At the same time, Mark has always been unflinching and uncompromising in openly and honestly stating what he believes.
“I’ve had people tell me, ‘Mark, you know, if you used that same energy, and come in and been more strategic, you would get more done.’ But that’s not the long-term game. You can get stuff done in the short term, but that kind of approach isn’t going to change the entire Tri-Cities. It’s been a hard choice. I think about that a lot.”
As Mark reflects on his years of service and the way that the Tri-Cities has changed, he focuses again on the importance of being honest and open about who we really are.
“Some of what I’ve focused on has been helping the visibility piece grow faster than it would on its own. And also just reminding people you’re allowed to say, ‘I’m different’ or ‘these are things that I want or I need.’ So that’s the piece I think I helped with. But at the same time, the community’s been changing and luckily I’ve been pushing in the same direction that the community’s going. And it feels so different than when I first got here. I was at Kagen’s a few months ago and there were like 12 people in the restaurant and 8 of them were gay and we were laughing. To me that’s so cool because before they would have all been there before, but they would not have felt safe and been out.”

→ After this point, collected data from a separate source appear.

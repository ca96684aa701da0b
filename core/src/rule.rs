use itertools::Itertools;

use crate::{Symbol, EPSILON};

/// The rule's identifier in the grammar.
pub type RuleId = usize;

/// Defines a grammar rule, as read from a grammar source.
///
/// The grammar turns definitions into numbered [Rule]s.
/// X := A1..An
#[derive(Debug, Clone, PartialEq, Eq)]
pub struct RuleDef {
    pub lhs: Symbol,
    pub rhs: Vec<Symbol>,
}

impl RuleDef {
    pub fn new<L, I, S>(lhs: L, rhs: I) -> Self
    where
        L: Into<Symbol>,
        I: IntoIterator<Item = S>,
        S: Into<Symbol>,
    {
        Self {
            lhs: lhs.into(),
            rhs: rhs.into_iter().map(Into::into).collect(),
        }
    }
}

#[derive(Debug, Clone, Eq, PartialEq, Hash)]
/// A grammar rule
///
/// # Example
/// (1) E -> E + T
pub struct Rule {
    pub id: RuleId,
    pub lhs: Symbol,
    pub rhs: Vec<Symbol>,
}

impl std::fmt::Display for Rule {
    fn fmt(&self, f: &mut std::fmt::Formatter<'_>) -> std::fmt::Result {
        write!(f, "{} -> {}", self.lhs, self.rhs_to_string())
    }
}

impl Rule {
    /// The right-hand side joined by spaces, or `eps` when empty.
    pub fn rhs_to_string(&self) -> String {
        if self.rhs.is_empty() {
            EPSILON.to_owned()
        } else {
            self.rhs.iter().join(" ")
        }
    }

    pub fn len(&self) -> usize {
        self.rhs.len()
    }

    pub fn is_empty(&self) -> bool {
        self.rhs.is_empty()
    }
}

/// The ordered rules of an augmented grammar.
///
/// Rule #0 is always the augmented start rule.
#[derive(Debug, Clone, Default, PartialEq, Eq)]
pub struct RuleSet(Vec<Rule>);

impl FromIterator<Rule> for RuleSet {
    fn from_iter<T: IntoIterator<Item = Rule>>(iter: T) -> Self {
        Self(iter.into_iter().collect())
    }
}

impl RuleSet {
    /// Iterate over all rules of the grammar
    pub fn iter(&self) -> impl Iterator<Item = &Rule> {
        self.0.iter()
    }

    /// Iterate the rules producing a specific non-terminal symbol.
    pub fn iter_by_symbol<'a>(&'a self, sym: &'a str) -> impl Iterator<Item = &'a Rule> + 'a {
        self.iter().filter(move |rule| rule.lhs.as_str() == sym)
    }

    /// # Panics
    /// Panics if the rule does not exist.
    pub fn borrow_rule(&self, id: RuleId) -> &Rule {
        &self.0[id]
    }

    pub fn len(&self) -> usize {
        self.0.len()
    }

    pub fn is_empty(&self) -> bool {
        self.0.is_empty()
    }
}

Mark says that with the change in the culture and slow positive changes in the leadership in our community, the challenges LGBTQ+ people face in the Tri-Cities will lessen, but the growing homelessness worries him.
“They’re all symptoms of the system that says, ‘us and them,’ instead of ‘this is my neighbor.’”
The Tri-Cities is lucky to have counted Mark a good neighbor for 13 years. No doubt we’ll be grateful for the impact he’s had and the example in leadership he’s set for years to come.
“Mark is the best example of servant leadership I know. Because of him, the Tri-Cities is a safer, kinder place,” Kristi Haynes said.